You’re not going to make a fantasy out of the nice guy cleaning your dishes. You don’t need guy trouble and you know that. Men are terrible dead ends with muscles, and that’s all. Just make the most of this living situation and don’t screw it up.
That didn’t mean she couldn’t look at him. Looking didn’t mean doing anything. So there.
She wasn’t sure when she had gone from thinking of him as a grumpy asshole to thinking of him as a nice guy. But she supposed the two weren’t actually mutually exclusive. He was grumpy; there was no denying that. Even now that he was doing something nice for her, he hadn’t spared her a smile. Maybe nice was the wrong word.
Good.
He seemed like one of those mythical good men that she hadn’t ever really been convinced existed.

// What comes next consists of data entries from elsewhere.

use std::fmt;
use std::str::FromStr;

use crate::error::{Error, Result};

/// A grid cell coordinate; `x` is the column and `y` the row.
#[derive(Clone, Copy, Debug, Default, Eq, Hash, Ord, PartialEq, PartialOrd)]
pub struct Point {
    pub x: i32,
    pub y: i32,
}

impl Point {
    pub fn new(x: i32, y: i32) -> Self {
        Point { x, y }
    }

    pub fn offset(self, dx: i32, dy: i32) -> Self {
        Point {
            x: self.x + dx,
            y: self.y + dy,
        }
    }
}

impl fmt::Display for Point {
    fn fmt(&self, f: &mut fmt::Formatter) -> fmt::Result {
        write!(f, "[{}, {}]", self.x, self.y)
    }
}

#[derive(Clone, Copy, Debug, Eq, Hash, PartialEq)]
pub enum Cell {
    Walkable,
    Blocked,
}

impl Cell {
    pub fn from_symbol(symbol: char) -> Option<Self> {
        match symbol {
            '0' => Some(Cell::Walkable),
            '1' => Some(Cell::Blocked),
            _ => None,
        }
    }

    pub fn symbol(self) -> char {
        match self {
            Cell::Walkable => '0',
            Cell::Blocked => '1',
        }
    }
}

/// A rectangular matrix of walkable and blocked cells, stored row-major.
#[derive(Clone, Debug, Eq, PartialEq)]
pub struct Grid {
    rows: usize,
    cols: usize,
    cells: Vec<Cell>,
}

impl Grid {
    /// A grid where every cell is walkable.
    pub fn new(rows: usize, cols: usize) -> Result<Self> {
        if rows == 0 || cols == 0 {
            return Err(Error::EmptyGrid);
        }
        Ok(Grid {
            rows,
            cols,
            cells: vec![Cell::Walkable; rows * cols],
        })
    }

    /// Builds a grid from rows of `'0'` (walkable) and `'1'` (blocked).
    pub fn from_rows<I, S>(rows: I) -> Result<Self>
    where
        I: IntoIterator<Item = S>,
        S: AsRef<str>,
    {
        let mut cells = Vec::new();
        let mut cols = None;
        let mut count = 0;

        for (row, line) in rows.into_iter().enumerate() {
            let before = cells.len();
            for (col, symbol) in line.as_ref().chars().enumerate() {
                let cell = Cell::from_symbol(symbol)
                    .ok_or(Error::InvalidSymbol { row, col, symbol })?;
                cells.push(cell);
            }
            let found = cells.len() - before;
            match cols {
                None => cols = Some(found),
                Some(expected) if expected != found => {
                    return Err(Error::RaggedGrid {
                        row,
                        expected,
                        found,
                    })
                }
                Some(_) => {}
            }
            count += 1;
        }

        match cols {
            Some(cols) if cols > 0 => Ok(Grid {
                rows: count,
                cols,
                cells,
            }),
            _ => Err(Error::EmptyGrid),
        }
    }

    pub fn rows(&self) -> usize {
        self.rows
    }

    pub fn cols(&self) -> usize {
        self.cols
    }

    pub fn contains(&self, p: Point) -> bool {
        p.x >= 0 && p.y >= 0 && (p.x as usize) < self.cols && (p.y as usize) < self.rows
    }

    /// Fails with `PointOutOfBounds` unless `p` lies on the grid.
    pub fn check(&self, p: Point) -> Result<()> {
        if self.contains(p) {
            Ok(())
        } else {
            Err(Error::PointOutOfBounds {
                x: p.x,
                y: p.y,
                rows: self.rows,
                cols: self.cols,
            })
        }
    }

    pub fn cell(&self, p: Point) -> Option<Cell> {
        self.offset_of(p).map(|i| self.cells[i])
    }

    pub fn is_walkable(&self, p: Point) -> bool {
        self.cell(p) == Some(Cell::Walkable)
    }

    pub fn set(&mut self, p: Point, cell: Cell) -> Result<()> {
        self.check(p)?;
        let i = p.y as usize * self.cols + p.x as usize;
        self.cells[i] = cell;
        Ok(())
    }

    pub(crate) fn offset_of(&self, p: Point) -> Option<usize> {
        if self.contains(p) {
            Some(p.y as usize * self.cols + p.x as usize)
        } else {
            None
        }
    }
}

impl FromStr for Grid {
    type Err = Error;

    fn from_str(s: &str) -> Result<Self> {
        Grid::from_rows(s.lines().map(str::trim).filter(|l| !l.is_empty()))
    }
}

impl fmt::Display for Grid {
    fn fmt(&self, f: &mut fmt::Formatter) -> fmt::Result {
        for row in self.cells.chunks(self.cols) {
            for cell in row {
                write!(f, "{}", cell.symbol())?;
            }
            writeln!(f)?;
        }
        Ok(())
    }
}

Even the long-lost father that she wanted to meet couldn’t actually be that good of a man. He had knocked her mother up and left her alone. He had a whole family, which she certainly wasn’t part of. And sure, maybe he didn’t know about her. But still, a guy running around indiscriminately spreading his seed was hardly going to go into the good man category.
There was something about Grant that just seemed good.
Of course, she was a terrible judge of character. Or maybe she couldn’t be much of a judge at all, because she tended to need to ally herself with whoever was willing. That meant sometimes putting blinders on out of necessity.
McKenna was very good with necessity.
“Don’t worry about it,” she said. “I might even wash two soup bowls for you.”
“I couldn’t begin to accept such generosity.”
“I’m very generous,” she said, a smile touching her lips.